I am very excited to announce a new series-within-a-series at the Master Clinician Lecture Series! For the next four months, we will be having a round of seminars applying concepts from brain science to clinical work. With the blessing of its creator, Dr. Virginia Campbell, we will be using the Brain Science Podcast (http://brainsciencepodcast.com) as a basis for learning and applying neuroscience to psychotherapy. Each in the series is a standalone topic, but of course I would invite you to come for all four to maximize interconnections within the material.
The four episodes we will focus on are
- September 11th. Episode #124, After Phrenology, with Michael Anderson. This episode discusses the idea of neural reuse and how it relates to embodied cognition. They discuss valuable concepts, including the concept of affordances (one of my favorites!), and ways in which brains and computers differ. Some questions we might tackle include: In what ways are some therapeutic approaches predicated on a linear, computational model of thought? What might be done differently when taking specifically into account the differing strengths of a brain? How does embodied cognition relate to other concepts of embodiment in psychotherapy?
- October 9th. Episode #106, Cognitive-Emotional Brain, with Luiz Pessoa. Pessoa follows some of Anderson’s thinking around neural reuse, and specifically addresses the question of whether cognition and emotion can ever be distinguished, and whether it’s conceptually helpful to do so. He challenges the notion of the high-road/low-road understanding of cognitive/emotional responses. What does it mean if all emotion is cognitive and all cognition is emotional? Is a high-road/low-road framework too pessimistic, in that it limits a person’s capacity to regulate emotional responses with reflection?
- November 13th. Episode #108, Consciousness as Social Perception, with Michael Graziano. This episode discusses Graziano’s theory of consciousness. His idea is basically that our brains are very good at attributing intentionality to others, and our consciousness is essentially our brain’s story about our own intentionality. We will unpack what that means, as well as how that changes our understanding of psychotherapy. Is there any difference in theory of mind applied to other versus oneself? When it comes to application, how does this change our interventions on a person’s narrative, or a person’s unconscious, or a person’s capacity for mentalization?

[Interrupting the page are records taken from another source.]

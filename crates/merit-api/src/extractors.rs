// SPDX-License-Identifier: PolyForm-Noncommercial-1.0.0
// Copyright (c) 2025 Sylvex. All rights reserved.

//! Custom extractors for API handlers.

use axum::{
    extract::FromRequestParts,
    http::request::Parts,
    Json,
};
use serde::de::DeserializeOwned;

use crate::auth::{AuthError, Identity, SessionToken};
use crate::error::ApiError;

// =============================================================================
// Auth Extractor
// =============================================================================

/// Extractor for the authenticated identity.
///
/// Reads the [`Identity`] the authentication middleware attached.
/// Rejects with 401 when the middleware did not run, so a handler that
/// demands an identity fails closed even on a misconfigured route.
///
/// # Example
///
/// ```rust,ignore
/// async fn handler(Auth(identity): Auth) -> impl IntoResponse {
///     format!("Hello, {}", identity.username)
/// }
/// ```
pub struct Auth(pub Identity);

impl<S> FromRequestParts<S> for Auth
where
    S: Send + Sync,
{
    type Rejection = ApiError;

    async fn from_request_parts(parts: &mut Parts, _state: &S) -> Result<Self, Self::Rejection> {
        parts
            .extensions
            .get::<Identity>()
            .cloned()
            .map(Auth)
            .ok_or_else(|| ApiError::from(AuthError::Unauthenticated))
    }
}

// =============================================================================
// SessionBearer Extractor
// =============================================================================

/// Extractor for the raw bearer token behind the request.
///
/// Used by logout, which needs the exact token string and its validated
/// expiry to feed the revocation registry.
pub struct SessionBearer(pub SessionToken);

impl<S> FromRequestParts<S> for SessionBearer
where
    S: Send + Sync,
{
    type Rejection = ApiError;

    async fn from_request_parts(parts: &mut Parts, _state: &S) -> Result<Self, Self::Rejection> {
        parts
            .extensions
            .get::<SessionToken>()
            .cloned()
            .map(SessionBearer)
            .ok_or_else(|| ApiError::from(AuthError::MissingCredentials))
    }
}

// =============================================================================
// Validated JSON Extractor
// =============================================================================

/// Extractor for JSON payloads.
///
/// Wraps axum's `Json` so malformed bodies reject with the uniform
/// error envelope instead of axum's default rejection shape.
pub struct ValidatedJson<T>(pub T);

impl<S, T> axum::extract::FromRequest<S> for ValidatedJson<T>
where
    T: DeserializeOwned,
    S: Send + Sync,
{
    type Rejection = ApiError;

    async fn from_request(
        req: axum::http::Request<axum::body::Body>,
        state: &S,
    ) -> Result<Self, Self::Rejection> {
        let Json(value) = Json::<T>::from_request(req, state)
            .await
            .map_err(|e| ApiError::bad_request(format!("invalid request body: {}", e)))?;

        Ok(ValidatedJson(value))
    }
}

// =============================================================================
// Tests
// =============================================================================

- December 11th. Episode #109, Neuromania. This episode discusses several books, all with the general theme of cautioning against the overapplication of a brain-based perspective. In this episode Campbell uses the example of addictions to discuss the strengths and limitations of taking a brain-based approach. We will discuss both what we see as the areas of psychotherapy where a brain-based perspective might be useful or limiting, and also take up the question of addictions specifically.
Each of the four in the series will consist of three parts:
- 9:00 listening to a specific episode of the Brain Science Podcast, which we will do together in the hour before the seminar usually starts. However, you are also welcome to listen on your own and skip the first hour.
- 10:00 discussing and parsing the material on its own, and
- 10:45 discussing how this applies to therapeutic work.
Each seminar will give 2.5 CEs for social workers and counselors who want them.
The cost for each seminar will be $25, but if you register and pay for all four at the first meeting, you can take a %20 discount. Yes, it’s true, I’m trying to get you to come to all four because I think it’s going to be awesome!